Sunday, May 6, 2012

Plain and Simple

I get my best thoughts when I am running. Things are clear. I feel strong. Everything seems completely simple and doable. I know exactly what to do, how to eat, how to proceed, and I feel great about myself. So I've decided I am going to do that much more. 

I, like many others I'd wager, tend to race through other people's really great ideas because we feel validated when we do so. I scour magazines, make plans, google everything that I think will solve my problems, and create the perfect workout plan and diet that will reshape my body in a matter of days. That is, of course, until I realize that eating raw can be grueling, plyometric workouts make me feel like huge and clumsy, and once in awhile, I need to sleep. Change sometimes comes slowly. . . and though I run slow--I like my change fast.
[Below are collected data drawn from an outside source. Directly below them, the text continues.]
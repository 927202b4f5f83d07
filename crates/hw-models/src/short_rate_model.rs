//! Short-rate model traits.
//!
//! ```text
//! ShortRateModel      P(s, t | r_s)
//! └── OneFactorModel  dr = μ(t,r) dt + σ(t,r) dW
//! ```

use hw_core::{DiscountFactor, Real, Time};
use hw_processes::StochasticProcess1D;
use hw_termstructures::YieldTermStructure;
use std::sync::Arc;

/// A short-rate model with closed-form zero-coupon bond prices.
pub trait ShortRateModel: std::fmt::Debug + Send + Sync {
    /// Price at time `s` of a zero-coupon bond maturing at `t`, given the
    /// short rate `rate` observed at `s`.
    fn discount_bond(&self, s: Time, t: Time, rate: Real) -> DiscountFactor;

    /// The initial yield curve the model is fitted to.
    fn term_structure(&self) -> &Arc<dyn YieldTermStructure>;
}

/// A one-factor short-rate model.
pub trait OneFactorModel: ShortRateModel {
    /// Instantaneous drift `μ(t, r)`.
    fn short_rate_drift(&self, t: Time, r: Real) -> Real {
        self.dynamics().drift_1d(t, r)
    }

    /// Instantaneous diffusion `σ(t, r)`.
    fn short_rate_diffusion(&self, t: Time, r: Real) -> Real {
        self.dynamics().diffusion_1d(t, r)
    }

    /// The short-rate process simulated by path generators.
    fn dynamics(&self) -> &dyn StochasticProcess1D;
}
//! Lattice benchmark for the European receiver swaption.
//!
//! The Hull-White short rate is represented on a trinomial tree of the
//! zero-level Ornstein-Uhlenbeck state, shifted layer by layer to reprice the
//! flat curve. The fixed-leg bond (coupons `K·τ` at `T_2, …, T_m` plus the
//! unit redemption at `T_m`) is rolled back to the exercise date `τ`, where
//! the receiver payoff is `max(bond − 1, 0)`; that payoff is rolled back to
//! the root.

use crate::benchmark::BenchmarkPricer;
use hw_core::{Price, Rate, Real, Result, Size, Time, Volatility};
use hw_instruments::SwaptionSpec;
use hw_methods::{ShortRateTree, TimeGrid, TrinomialTree};
use hw_models::ModelParameters;
use hw_processes::OrnsteinUhlenbeckProcess;
use hw_termstructures::YieldCurve;
use tracing::debug;

/// Trinomial-tree swaption pricer.
#[derive(Debug, Clone, Copy)]
pub struct TreeSwaptionEngine {
    steps_per_year: Size,
}

impl TreeSwaptionEngine {
    /// Lattice with roughly `steps_per_year` time steps per year.
    ///
    /// Each tenor period gets a whole number of steps so that every payment
    /// date is a layer of the tree.
    pub fn new(steps_per_year: Size) -> Result<Self> {
        hw_core::ensure!(steps_per_year > 0, "tree needs at least one step per year");
        Ok(Self { steps_per_year })
    }

    /// Configured steps per year.
    pub fn steps_per_year(&self) -> Size {
        self.steps_per_year
    }

    /// Steps per tenor period.
    pub fn steps_per_period(&self, tenor: Time) -> Size {
        ((self.steps_per_year as Real * tenor).round() as Size).max(1)
    }
}

impl Default for TreeSwaptionEngine {
    fn default() -> Self {
        Self { steps_per_year: 100 }
    }
}

impl BenchmarkPricer for TreeSwaptionEngine {
    fn price(
        &self,
        maturity: Time,
        tenor: Time,
        mean_reversion: Real,
        volatility: Volatility,
        fixed_rate: Rate,
        initial_rate: Rate,
    ) -> Result<Price> {
        let params = ModelParameters::new(mean_reversion, volatility, initial_rate)?;
        let spec = SwaptionSpec::new(maturity, tenor, 1.0, fixed_rate)?;
        let periods = spec.periods();
        let m = self.steps_per_period(tenor);

        let grid = TimeGrid::uniform(maturity, periods * m)?;
        let process = OrnsteinUhlenbeckProcess::new(params.mean_reversion, params.volatility)?;
        let curve = YieldCurve::flat(initial_rate)?;
        let tree = ShortRateTree::new(TrinomialTree::new(&process, &grid)?, &curve)?;

        let coupon = fixed_rate * tenor;
        let mut bond = vec![1.0 + coupon; tree.size(periods * m)];
        for j in (1..periods).rev() {
            bond = tree.rollback(bond, (j + 1) * m, j * m);
            if j >= 2 {
                bond.iter_mut().for_each(|v| *v += coupon);
            }
        }

        let payoff = bond.into_iter().map(|b| (b - 1.0).max(0.0)).collect();
        let root = tree.rollback(payoff, m, 0);
        hw_core::ensure_post!(root.len() == 1, "lattice rollback did not reach the root");
        debug!(steps = periods * m, price = root[0], "tree swaption price");
        Ok(root[0])
    }

    fn name(&self) -> &'static str {
        "trinomial tree"
    }
}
I ran for 30 minutes straight yesterday--and it was a hilly-ish course. My hip has been causing me problems the last few months so it has been a while since I've been able to do that. It felt so wonderful. And I realized (I always realize things when running) that there was simply nothing else that cleared my mind like running and so there is no reason to force myself to do anything else. And if running makes everything clear and strong in me, then I need to do it more to tackle the changes I want to make. I really connect it to personal prayer and scripture study. These things rekindle the flames of motivation to do good of all kinds. Why would we not fan those flames daily? Sometimes it is very difficult to do very good things that we want very much. Running helps me have strength and courage. It is a time my spirit and body come together. My spirit is what helps my body move when it does not want to. And as my body gets stronger, my spirit gains freedom and strength as well.

This blog has been many things. I make no promises it won't change again. But, for now, I am hoping that it will be a place where inspiration to run and grow will be found. Where I can share and celebrate good runs, true thoughts, and happy achievements. I will write more later about what I hope some of those achievements might be.

But for now, I am happy to be running again.